Dos años han transcurrido y en la memoria de César “El Jaguar” Márquez sigue vigente lo conseguido aquél 2 de junio de 2018. El Polyfórum Chiapas lució repleto para apoyar el boxeador chiapaneco, quien ante el colombiano José Elías “Pantera” Pacheco se agenció el título Centroamericano y del Caribe de peso medio por la WBA (en español, Asociación Mundial de Boxeo).
Entre los recuerdos que siempre estarán presentes está lo que el chiapaneco hizo en la velada que llevó por nombre Orgullo por Chiapas. Si bien los pronósticos no jugaban del todo a favor del “Jaguar”, la figura del legendario Ignacio Beristáin en la esquina de Márquez decía otra cosa.
Una auténtica pelea de fieras fue lo que se vivió esa noche, pues ni “Jaguar” ni “Pantera” harían las cosas fáciles para su adversario. La campana sonó con gran prestancia y desde los primeros segundos el nerviosismo se hizo presente, pues el boxeador sudamericano conectó de manera certera al chiapaneco, quien de inmediato presentó un sangrado en la fosa nasal derecha.
El panorama no lucía nada alentador para César Márquez, menos con esa herida que avivó mucho más a su rival, tanto que por lapsos de la pelea llegó a burlarse del chiapaneco con ademanes que suponían la ineficiencia de los golpes del “Jaguar”.
En la división de los 72 kilogramos, los golpes se sienten mucho más. Los impactos retumban con mayor profundidad en cada uno de los pugilistas, y eso vivió después del “round” inicial César Márquez. Mas no se desanimó, por el contrario; bajo la dirección de don Nacho Beristáin, siguió insistente en buscar a su rival, pero este, cual felino, fue escurridizo e impedía la efectividad del “Jaguar”.

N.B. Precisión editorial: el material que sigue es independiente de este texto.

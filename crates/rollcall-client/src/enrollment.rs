//! Face enrollment endpoint client. One request per enrollment, never retried.

use crate::http::{self, Reply};
use rollcall_core::{EncodedImage, EnrollOutcome};
use serde::{Deserialize, Serialize};

#[derive(Serialize)]
#[serde(rename_all = "camelCase")]
struct EnrollRequest<'a> {
    image: &'a str,
    student_id: &'a str,
    student_name: &'a str,
}

#[derive(Debug, Clone, Default, Deserialize)]
#[serde(rename_all = "camelCase")]
pub struct EnrollResponse {
    #[serde(default)]
    pub success: bool,
    #[serde(default)]
    pub message: Option<String>,
    pub face_id: Option<String>,
    pub error: Option<String>,
}

impl From<EnrollResponse> for EnrollOutcome {
    fn from(resp: EnrollResponse) -> Self {
        let message = resp
            .message
            .clone()
            .or_else(|| resp.error.clone())
            .unwrap_or_else(|| {
                if resp.success {
                    "Enrolled".to_string()
                } else {
                    "Enrollment failed".to_string()
                }
            });
        EnrollOutcome {
            success: resp.success,
            message,
            face_id: resp.face_id,
            error: resp.error,
        }
    }
}

pub struct EnrollmentClient {
    http: reqwest::Client,
    url: String,
}

impl EnrollmentClient {
    pub fn new(http: reqwest::Client, url: impl Into<String>) -> Self {
        Self {
            http,
            url: url.into(),
        }
    }

    /// Register a face template for `identity_id`.
    pub async fn enroll(
        &self,
        image: &EncodedImage,
        identity_id: &str,
        display_name: &str,
    ) -> EnrollOutcome {
        let (identity_id, display_name) = (identity_id.trim(), display_name.trim());
        if identity_id.is_empty() || display_name.is_empty() {
            return EnrollOutcome::failed("student id and name are required");
        }

        let payload = image.to_base64();
        let body = EnrollRequest {
            image: &payload,
            student_id: identity_id,
            student_name: display_name,
        };
        tracing::info!(
            identity = identity_id,
            payload_chars = payload.len(),
            "sending enrollment request"
        );

        match http::post_json(&self.http, &self.url, &body).await {
            Ok(reply) => interpret(reply),
            Err(err) => {
                tracing::warn!(error = %err, "enrollment request failed");
                EnrollOutcome::failed(err.to_string())
            }
        }
    }
}

/// A decodable error body still carries the server's explanation.
fn interpret(reply: Reply) -> EnrollOutcome {
    match reply.json::<EnrollResponse>() {
        Ok(resp) if reply.status.is_success() => resp.into(),
        Ok(resp) => {
            let mut outcome = EnrollOutcome::from(resp);
            outcome.success = false;
            if outcome.error.is_none() {
                outcome.error = Some(reply.status_error().to_string());
            }
            outcome
        }
        Err(_) => EnrollOutcome::failed(reply.status_error().to_string()),
    }
}
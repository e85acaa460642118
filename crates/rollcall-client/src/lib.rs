//! rollcall-client — HTTP clients for the recognition and attendance backends.
//!
//! Every client folds transport failures into a discriminated outcome, so
//! callers in the attendance flow never see an `Err`.

pub mod admin;
pub mod attendance;
pub mod enrollment;
pub mod http;
pub mod recognition;
pub mod retry;

pub use admin::{AdminClient, CollectionStatus, EnrolledFace, FaceList};
pub use attendance::AttendanceClient;
pub use enrollment::EnrollmentClient;
pub use http::{ClientOptions, TransportError};
pub use recognition::RecognitionClient;
pub use retry::RetryPolicy;
pub use reqwest::Url;

/// Backend endpoint URLs.
#[derive(Debug, Clone)]
pub struct Endpoints {
    pub recognize: String,
    pub enroll: String,
    pub create_collection: String,
    pub list_faces: String,
    pub mark_attendance: String,
}

/// All clients, sharing one connection pool.
pub struct Backend {
    pub recognition: RecognitionClient,
    pub attendance: AttendanceClient,
    pub enrollment: EnrollmentClient,
    pub admin: AdminClient,
}

impl Backend {
    pub fn new(
        endpoints: &Endpoints,
        opts: &ClientOptions,
        retry: RetryPolicy,
        institute_id: Option<String>,
    ) -> Result<Self, TransportError> {
        let client = http::build_client(opts)?;
        Ok(Self {
            recognition: RecognitionClient::new(client.clone(), &endpoints.recognize, retry),
            attendance: AttendanceClient::new(client.clone(), &endpoints.mark_attendance, institute_id),
            enrollment: EnrollmentClient::new(client.clone(), &endpoints.enroll),
            admin: AdminClient::new(
                client,
                &endpoints.create_collection,
                &endpoints.list_faces,
                &endpoints.recognize,
            ),
        })
    }
}
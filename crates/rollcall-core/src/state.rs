//! Display states of the attendance flow and the failures that lead to them.

use crate::types::{Confidence, IdentitySnapshot};
use std::fmt;
use thiserror::Error;

/// Token identifying one capture-to-terminal attempt.
#[derive(Debug, Clone, Copy, PartialEq, Eq, PartialOrd, Ord, Hash)]
pub struct AttemptId(pub(crate) u64);

impl fmt::Display for AttemptId {
    fn fmt(&self, f: &mut fmt::Formatter<'_>) -> fmt::Result {
        write!(f, "#{}", self.0)
    }
}

/// Why an attempt ended in the Error state. `Display` is the user-facing message.
#[derive(Error, Debug, Clone, PartialEq)]
pub enum Failure {
    #[error("Could not process the captured image ({0}). Please try again.")]
    ImageProcessing(String),
    #[error("Recognition service unavailable ({0}). Please try again.")]
    RecognitionTransport(String),
    #[error("Face matched with {confidence}, below the required {threshold}. Please try again.")]
    LowConfidence {
        identity: String,
        confidence: Confidence,
        threshold: Confidence,
    },
    #[error("Attendance service unavailable ({0}). Please try again.")]
    AttendanceTransport(String),
    #[error("Attendance was not recorded: {0}")]
    AttendanceRejected(String),
    #[error("An unexpected error occurred during recognition.")]
    Unexpected(String),
}

impl Failure {
    /// True for failures caused by a network or service hiccup.
    pub fn is_transient(&self) -> bool {
        matches!(
            self,
            Failure::RecognitionTransport(_) | Failure::AttendanceTransport(_)
        )
    }
}

/// The single action offered to the user from a terminal state.
#[derive(Debug, Clone, Copy, PartialEq, Eq)]
pub enum Recovery {
    /// Acknowledge a result and return to capturing.
    Done,
    /// Capture again.
    Retry,
    /// The face or identity is unknown; enroll it.
    Enroll,
}

/// The externally visible state of the attendance flow.
#[derive(Debug, Clone, PartialEq)]
pub enum DisplayState {
    Capturing,
    Processing {
        attempt: AttemptId,
    },
    Success {
        identity: IdentitySnapshot,
        confidence: Confidence,
        checked_in_at: String,
    },
    AlreadyMarked {
        identity: IdentitySnapshot,
        confidence: Confidence,
        first_check_in: Option<String>,
        message: String,
    },
    /// The recognition backend found no matching face.
    UnknownFace {
        reason: String,
    },
    /// The face matched, but the attendance directory has no such identity.
    UnknownInDirectory {
        identity: String,
        confidence: Confidence,
    },
    Error {
        failure: Failure,
    },
}

impl DisplayState {
    pub fn error(failure: Failure) -> Self {
        DisplayState::Error { failure }
    }

    pub fn is_terminal(&self) -> bool {
        !matches!(self, DisplayState::Capturing | DisplayState::Processing { .. })
    }

    /// Recovery action for terminal states; `None` while capturing or processing.
    pub fn recovery(&self) -> Option<Recovery> {
        match self {
            DisplayState::Capturing | DisplayState::Processing { .. } => None,
            DisplayState::Success { .. } | DisplayState::AlreadyMarked { .. } => Some(Recovery::Done),
            DisplayState::UnknownFace { .. } | DisplayState::UnknownInDirectory { .. } => {
                Some(Recovery::Enroll)
            }
            DisplayState::Error { .. } => Some(Recovery::Retry),
        }
    }

    /// Short state name for logs.
    pub fn name(&self) -> &'static str {
        match self {
            DisplayState::Capturing => "capturing",
            DisplayState::Processing { .. } => "processing",
            DisplayState::Success { .. } => "success",
            DisplayState::AlreadyMarked { .. } => "already_marked",
            DisplayState::UnknownFace { .. } => "unknown_face",
            DisplayState::UnknownInDirectory { .. } => "unknown_in_directory",
            DisplayState::Error { .. } => "error",
        }
    }
}

#[cfg(test)]
mod tests {
    use super::*;

    #[test]
    fn test_every_terminal_state_has_one_recovery() {
        let c = Confidence::new(90.0).unwrap();
        let terminal = [
            DisplayState::Success {
                identity: IdentitySnapshot::placeholder("1"),
                confidence: c,
                checked_in_at: "08:00".into(),
            },
            DisplayState::AlreadyMarked {
                identity: IdentitySnapshot::placeholder("1"),
                confidence: c,
                first_check_in: None,
                message: String::new(),
            },
            DisplayState::UnknownFace { reason: "no face".into() },
            DisplayState::UnknownInDirectory { identity: "1".into(), confidence: c },
            DisplayState::error(Failure::Unexpected("x".into())),
        ];
        for state in &terminal {
            assert!(state.is_terminal(), "{} should be terminal", state.name());
            assert!(state.recovery().is_some());
        }
        assert_eq!(DisplayState::Capturing.recovery(), None);
        assert_eq!(DisplayState::Processing { attempt: AttemptId(1) }.recovery(), None);
    }

    #[test]
    fn test_unknown_states_offer_enrollment() {
        let state = DisplayState::UnknownFace { reason: "no match".into() };
        assert_eq!(state.recovery(), Some(Recovery::Enroll));
    }

    #[test]
    fn test_low_confidence_message() {
        let f = Failure::LowConfidence {
            identity: "42".into(),
            confidence: Confidence::new(80.0).unwrap(),
            threshold: Confidence::new(95.0).unwrap(),
        };
        assert_eq!(
            f.to_string(),
            "Face matched with 80.0%, below the required 95.0%. Please try again."
        );
        assert!(!f.is_transient());
    }

    #[test]
    fn test_transport_failures_are_transient() {
        assert!(Failure::RecognitionTransport("timeout".into()).is_transient());
        assert!(Failure::AttendanceTransport("503".into()).is_transient());
        assert!(!Failure::ImageProcessing("bad".into()).is_transient());
    }
}
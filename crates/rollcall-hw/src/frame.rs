//! Still frames: YUYV luma extraction and dark-frame detection.

use rollcall_core::CapturedImage;

/// Fraction of near-black pixels above which a frame counts as dark.
pub const DARK_FRAME_THRESHOLD: f32 = 0.95;
/// Luma values below this are near-black.
const DARK_PIXEL_LUMA: u8 = 32;

/// A captured 8-bit grayscale frame.
#[derive(Clone)]
pub struct Frame {
    /// Grayscale pixel data (width * height bytes).
    pub data: Vec<u8>,
    pub width: u32,
    pub height: u32,
    pub sequence: u32,
}

impl Frame {
    /// Average pixel brightness (0.0–255.0).
    pub fn avg_brightness(&self) -> f32 {
        if self.data.is_empty() {
            return 0.0;
        }
        self.data.iter().map(|&b| b as f32).sum::<f32>() / self.data.len() as f32
    }

    pub fn is_dark(&self) -> bool {
        is_dark_frame(&self.data, DARK_FRAME_THRESHOLD)
    }
}

impl From<Frame> for CapturedImage {
    fn from(frame: Frame) -> Self {
        CapturedImage::Gray {
            width: frame.width,
            height: frame.height,
            pixels: frame.data,
        }
    }
}

/// Extract the Y channel from packed YUYV 4:2:2 (`[Y0, U, Y1, V]` per pixel pair).
pub fn yuyv_to_grayscale(yuyv: &[u8], width: u32, height: u32) -> Result<Vec<u8>, FrameError> {
    let expected = (width * height * 2) as usize;
    if yuyv.len() < expected {
        return Err(FrameError::InvalidLength {
            expected,
            actual: yuyv.len(),
        });
    }
    Ok(yuyv[..expected].iter().step_by(2).copied().collect())
}

/// Downscale 16-bit little-endian luma to 8 bits by keeping the high byte.
pub fn y16_to_grayscale(y16: &[u8], width: u32, height: u32) -> Result<Vec<u8>, FrameError> {
    let pixels = (width * height) as usize;
    let expected = pixels * 2;
    if y16.len() < expected {
        return Err(FrameError::InvalidLength {
            expected,
            actual: y16.len(),
        });
    }
    Ok(y16[..expected].chunks_exact(2).map(|px| px[1]).collect())
}

/// True if more than `threshold_pct` of pixels are near-black.
pub fn is_dark_frame(gray: &[u8], threshold_pct: f32) -> bool {
    if gray.is_empty() {
        return true;
    }
    let dark_count = gray.iter().filter(|&&p| p < DARK_PIXEL_LUMA).count();
    (dark_count as f32 / gray.len() as f32) > threshold_pct
}

#[derive(Debug, thiserror::Error)]
pub enum FrameError {
    #[error("invalid frame buffer length: expected {expected}, got {actual}")]
    InvalidLength { expected: usize, actual: usize },
}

Tras ser contenida la hemorragia del peleador local, el apoyo del público asistente se hizo notar, lo que generó mayor dinamismo a Márquez, quien auténticamente sacó el orgullo, y para el tercer asalto las mejores combinados del chiapaneco se dieron y el propio boxeador colombiano acusó recibo, ya que comenzó a retroceder sobre el ring, el cual veía hacerse chico.
Motivado por lo realizado durante el tercer episodio, el “El Jaguar” salió por todo en el cuarto “round”. Logró ver que su rival había sentido el poder de sus puños, receta que repitió. Las zonas blandas fueron el punto principal de ataque de César Márquez; uno tras otro, los golpes hicieron que el colombiano se quedara prácticamente sin guardia, lo que aprovechó el chiapaneco, que con un poderoso gancho a la mandíbula puso de rodillas a su rival, quien tras la cuenta de protección no pudo regresar a la contienda. Nocaut y título para “El Jaguar”.
Además de coronarse campeón de dicha división, el título de ese año tuvo una dedicatoria especial de César Márquez para su papá, quien falleció tiempo atrás, por lo que el campeonato fue para él.